In the following the general principle of ADSR as well as its advantages and disadvantages are presented. Furthermore, new challenges as well as possible embodiments are shown. Based on analytical investigations from [8] the possibilities for ADSR – especially for in-ear applications – will be discussed. Finally, a proof of concept based on MEMS-micro-pumps is presented.

2 ADSR – principle

The general principle of ADSR is based on classical Digital Sound Reconstruction (DSR) which is shown in [5]. The main idea for DSR is the reconstruction of the actual audio signal via superimposing time-delayed sound pulses. These sound pulses are generated by an array of miniature loudspeakers – so called speaklets – which are either excited, thus producing the desired sound pulse, or inactive. The number of concurrent sound pulses directly corresponds to the discrete value of the amplitude of the audio signal. The main problem for DSR poses the ideal (purely positive or negative) sound pulse, since it can not be generated consecutively with a classical actuator. Using a channel as an example, one can excite the membrane and leave it at an elevated position, thus generating a purely positive or negative sound pulse due to the relation between the particle velocity \(v_{\mathrm{a}}\) and the sound pressure \(p_{\mathrm{a}}\) given by \(p_{\mathrm{a}}=v_{\mathrm{a}} \, \rho _{0} \, c_{0}\), where \(\rho _{0}\) denotes the mean density and \(c_{0}\) the speed of sound. In order to reuse the speaklet it has to travel back to its equilibrium state generating an equal sound pulse with opposite sign, which inherently goes against the initial idea. Hence, the speaklet is latched and can not be used until a pulse in the opposite direction is needed, which is for a simple sine wave for example in the next half wave. It can be clearly seen, that this latching phenomenon poses a problem since the speaklets get „used up“. For the second case, where the membrane is brought back to its equilibrium state, a purely positive or negative pulse is inherently not possible with a classical actuator. Therefore, this version does not lead to a sufficient technique either [8].
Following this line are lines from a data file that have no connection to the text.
// SPDX-License-Identifier: AGPL-3.0-or-later
//
// Copyright (C) 2026 Relational Network

//! # Runtime Configuration
//!
//! This module defines environment variable names and default values used
//! throughout the application. Configuration is loaded from the environment
//! once at startup into [`AppConfig`].
//!
//! ## Environment Variables
//!
//! | Variable | Description | Default |
//! |----------|-------------|---------|
//! | `DATA_DIR` | Directory holding the embedded database | `./data` |
//! | `HOST` | Server bind address | `0.0.0.0` |
//! | `PORT` | Server bind port | `8080` |
//! | `SYNC_API_KEY` | API key required by `/api/sync` | Required for sync |
//! | `ECOCHAIN_ADMIN_WALLETS` | Comma-separated wallets granted the admin role | empty |
//! | `NETWORK_NAME` | Chain name reported by `/api/network` | `polygon-amoy` |
//! | `CHAIN_ID` | Chain id reported by `/api/network` | `80002` |
//! | `CREDITS_CONTRACT_ADDRESS` | Carbon credit token contract | Optional |
//! | `MARKETPLACE_CONTRACT_ADDRESS` | Marketplace contract | Optional |
//! | `RATE_LIMIT_MAX_REQUESTS` | Requests allowed per client per window | `30` |
//! | `RATE_LIMIT_WINDOW_SECS` | Rate limit window length | `60` |
//! | `LOG_FORMAT` | Logging format (`json` or `pretty`) | `pretty` |
//! | `RUST_LOG` | Log level filter | `info,tower_http=debug` |

use std::env;
use std::path::PathBuf;
use std::time::Duration;

/// Environment variable name for the data directory path.
pub const DATA_DIR_ENV: &str = "DATA_DIR";
pub const HOST_ENV: &str = "HOST";
pub const PORT_ENV: &str = "PORT";
/// API key guarding the blockchain sync endpoint.
pub const SYNC_API_KEY_ENV: &str = "SYNC_API_KEY";
/// Wallets that are upserted with the admin role at startup.
pub const ADMIN_WALLETS_ENV: &str = "ECOCHAIN_ADMIN_WALLETS";
pub const NETWORK_NAME_ENV: &str = "NETWORK_NAME";
pub const CHAIN_ID_ENV: &str = "CHAIN_ID";
pub const CREDITS_CONTRACT_ENV: &str = "CREDITS_CONTRACT_ADDRESS";
pub const MARKETPLACE_CONTRACT_ENV: &str = "MARKETPLACE_CONTRACT_ADDRESS";
pub const RATE_LIMIT_MAX_ENV: &str = "RATE_LIMIT_MAX_REQUESTS";
pub const RATE_LIMIT_WINDOW_ENV: &str = "RATE_LIMIT_WINDOW_SECS";
pub const LOG_FORMAT_ENV: &str = "LOG_FORMAT";

const DEFAULT_DATA_DIR: &str = "./data";
const DEFAULT_HOST: &str = "0.0.0.0";
const DEFAULT_PORT: u16 = 8080;
const DEFAULT_NETWORK_NAME: &str = "polygon-amoy";
const DEFAULT_CHAIN_ID: u64 = 80002;
const DEFAULT_RATE_LIMIT_MAX: u32 = 30;
const DEFAULT_RATE_LIMIT_WINDOW: Duration = Duration::from_secs(60);

/// Validity window of a signed auth message, in both directions around now.
pub const SIGNATURE_WINDOW: Duration = Duration::from_secs(5 * 60);

/// Chain and contract settings surfaced to clients.
#[derive(Debug, Clone, PartialEq, Eq)]
pub struct NetworkConfig {
    pub name: String,
    pub chain_id: u64,
    pub credits_contract: Option<String>,
    pub marketplace_contract: Option<String>,
}

impl Default for NetworkConfig {
    fn default() -> Self {
        Self {
            name: DEFAULT_NETWORK_NAME.to_string(),
            chain_id: DEFAULT_CHAIN_ID,
            credits_contract: None,
            marketplace_contract: None,
        }
    }
}

/// Fixed-window rate limit settings.
#[derive(Debug, Clone, Copy, PartialEq, Eq)]
pub struct RateLimitConfig {
    pub max_requests: u32,
    pub window: Duration,
}

impl Default for RateLimitConfig {
    fn default() -> Self {
        Self {
            max_requests: DEFAULT_RATE_LIMIT_MAX,
            window: DEFAULT_RATE_LIMIT_WINDOW,
        }
    }
}

/// Application configuration loaded from the environment.
#[derive(Debug, Clone)]
pub struct AppConfig {
    pub data_dir: PathBuf,
    pub host: String,
    pub port: u16,
    pub sync_api_key: Option<String>,
    pub admin_wallets: Vec<String>,
    pub network: NetworkConfig,
    pub rate_limit: RateLimitConfig,
    pub signature_window: Duration,
}

impl Default for AppConfig {
    fn default() -> Self {
        Self {
            data_dir: PathBuf::from(DEFAULT_DATA_DIR),
            host: DEFAULT_HOST.to_string(),
            port: DEFAULT_PORT,
            sync_api_key: None,
            admin_wallets: Vec::new(),
            network: NetworkConfig::default(),
            rate_limit: RateLimitConfig::default(),
            signature_window: SIGNATURE_WINDOW,
        }
    }
}

impl AppConfig {
    /// Load configuration from the process environment.
    ///
    /// Unparseable numeric values fall back to their defaults with a warning.
    pub fn from_env() -> Self {
        let defaults = Self::default();

        let port = parse_or(PORT_ENV, defaults.port);
        let chain_id = parse_or(CHAIN_ID_ENV, defaults.network.chain_id);
        let max_requests = parse_or(RATE_LIMIT_MAX_ENV, defaults.rate_limit.max_requests);
        let window_secs = parse_or(RATE_LIMIT_WINDOW_ENV, defaults.rate_limit.window.as_secs());

        Self {
            data_dir: non_empty(DATA_DIR_ENV)
                .map(PathBuf::from)
                .unwrap_or(defaults.data_dir),
            host: non_empty(HOST_ENV).unwrap_or(defaults.host),
            port,
            sync_api_key: non_empty(SYNC_API_KEY_ENV),
            admin_wallets: non_empty(ADMIN_WALLETS_ENV)
                .map(|raw| parse_wallet_list(&raw))
                .unwrap_or_default(),
            network: NetworkConfig {
                name: non_empty(NETWORK_NAME_ENV).unwrap_or(defaults.network.name),
                chain_id,
                credits_contract: non_empty(CREDITS_CONTRACT_ENV),
                marketplace_contract: non_empty(MARKETPLACE_CONTRACT_ENV),
            },
            rate_limit: RateLimitConfig {
                max_requests,
                window: Duration::from_secs(window_secs.max(1)),
            },
            signature_window: SIGNATURE_WINDOW,
        }
    }

    /// Path to the redb database file inside the data directory.
    pub fn database_path(&self) -> PathBuf {
        self.data_dir.join("ecochain.redb")
    }
}

fn non_empty(name: &str) -> Option<String> {
    env::var(name)
        .ok()
        .map(|v| v.trim().to_string())
        .filter(|v| !v.is_empty())
}

fn parse_or<T: std::str::FromStr + Copy + std::fmt::Display>(name: &str, default: T) -> T {
    match non_empty(name) {
        Some(raw) => raw.parse().unwrap_or_else(|_| {
            tracing::warn!(variable = name, value = %raw, default = %default, "Invalid value, using default");
            default
        }),
        None => default,
    }
}

/// Split a comma-separated wallet list, lowercasing and dropping blanks.
pub fn parse_wallet_list(raw: &str) -> Vec<String> {
    raw.split(',')
        .map(|w| w.trim().to_lowercase())
        .filter(|w| !w.is_empty())
        .collect()
}

#[cfg(test)]
mod tests {
    use super::*;

    #[test]
    fn wallet_list_is_normalized() {
        let wallets = parse_wallet_list(" 0xABC , ,0xdef,");
        assert_eq!(wallets, vec!["0xabc".to_string(), "0xdef".to_string()]);
    }

    #[test]
    fn defaults_match_documented_values() {
        let config = AppConfig::default();
        assert_eq!(config.port, 8080);
        assert_eq!(config.rate_limit.max_requests, 30);
        assert_eq!(config.rate_limit.window, Duration::from_secs(60));
        assert_eq!(config.signature_window, Duration::from_secs(300));
        assert!(config.database_path().ends_with("ecochain.redb"));
    }
}
// SPDX-License-Identifier: AGPL-3.0-or-later
//
// Copyright (C) 2026 Relational Network

//! Public read endpoints backing the marketplace, homepage and impact map.

use axum::{extract::State, Json};

use crate::{
    error::{ApiError, ErrorBody},
    models::{ListingsResponse, NetworkInfoResponse},
    state::AppState,
    storage::repository::{MarketplaceStats, ProjectLocation},
};

#[utoipa::path(
    get,
    path = "/api/marketplace/listings",
    tag = "Marketplace",
    responses(
        (status = 200, description = "Unretired credits of verified projects, newest first", body = ListingsResponse),
        (status = 500, body = ErrorBody)
    )
)]
pub async fn listings(State(state): State<AppState>) -> Result<Json<ListingsResponse>, ApiError> {
    let listings = state.db.ledger().listings()?;
    Ok(Json(ListingsResponse { listings }))
}

#[utoipa::path(
    get,
    path = "/api/stats",
    tag = "Marketplace",
    responses((status = 200, body = MarketplaceStats))
)]
pub async fn stats(State(state): State<AppState>) -> Result<Json<MarketplaceStats>, ApiError> {
    Ok(Json(state.db.ledger().stats()?))
}

#[utoipa::path(
    get,
    path = "/api/impact/locations",
    tag = "Marketplace",
    responses((status = 200, description = "Verified project locations", body = [ProjectLocation]))
)]
pub async fn project_locations(
    State(state): State<AppState>,
) -> Result<Json<Vec<ProjectLocation>>, ApiError> {
    Ok(Json(state.db.projects().verified_locations()?))
}

#[utoipa::path(
    get,
    path = "/api/network",
    tag = "Marketplace",
    responses((status = 200, body = NetworkInfoResponse))
)]
pub async fn network(State(state): State<AppState>) -> Json<NetworkInfoResponse> {
    let network = &state.config.network;
    Json(NetworkInfoResponse {
        name: network.name.clone(),
        chain_id: network.chain_id,
        credits_contract: network.credits_contract.clone(),
        marketplace_contract: network.marketplace_contract.clone(),
    })
}
// SPDX-License-Identifier: AGPL-3.0-or-later
//
// Copyright (C) 2026 Relational Network

//! Input hardening: outbound URL guard, text sanitizer and response headers.

pub mod headers;
pub mod sanitize;
pub mod ssrf;

pub use headers::with_security_headers;
pub use sanitize::sanitize_rich_text;
pub use ssrf::ensure_safe_endpoint;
The main idea for ADSR was now to redesign the actuator and include a redirection unit. This redirection unit enables a splitting of positive and negative sound pulses, thus enabling reusing the unit. A schematic representation of the overall unit can be seen in Fig. 1 and its working principle can be described as follows:

  • Opening the front shutter and closing the side shutters (transition step).

  • Exciting the membrane with a purely positive or negative velocity signal and leaving the membrane at an elevated level until the shutter position has been altered (transmission step).

  • Closing the front shutter and opening the side shutters (transition step).

  • Releasing the membrane back to its equilibrium state which generates a negative or positive sound pulse (opposite to the first one). This pulse is now redirected to the side and damped out (damping step).

  • After returning to the equilibrium state, the process can be started again.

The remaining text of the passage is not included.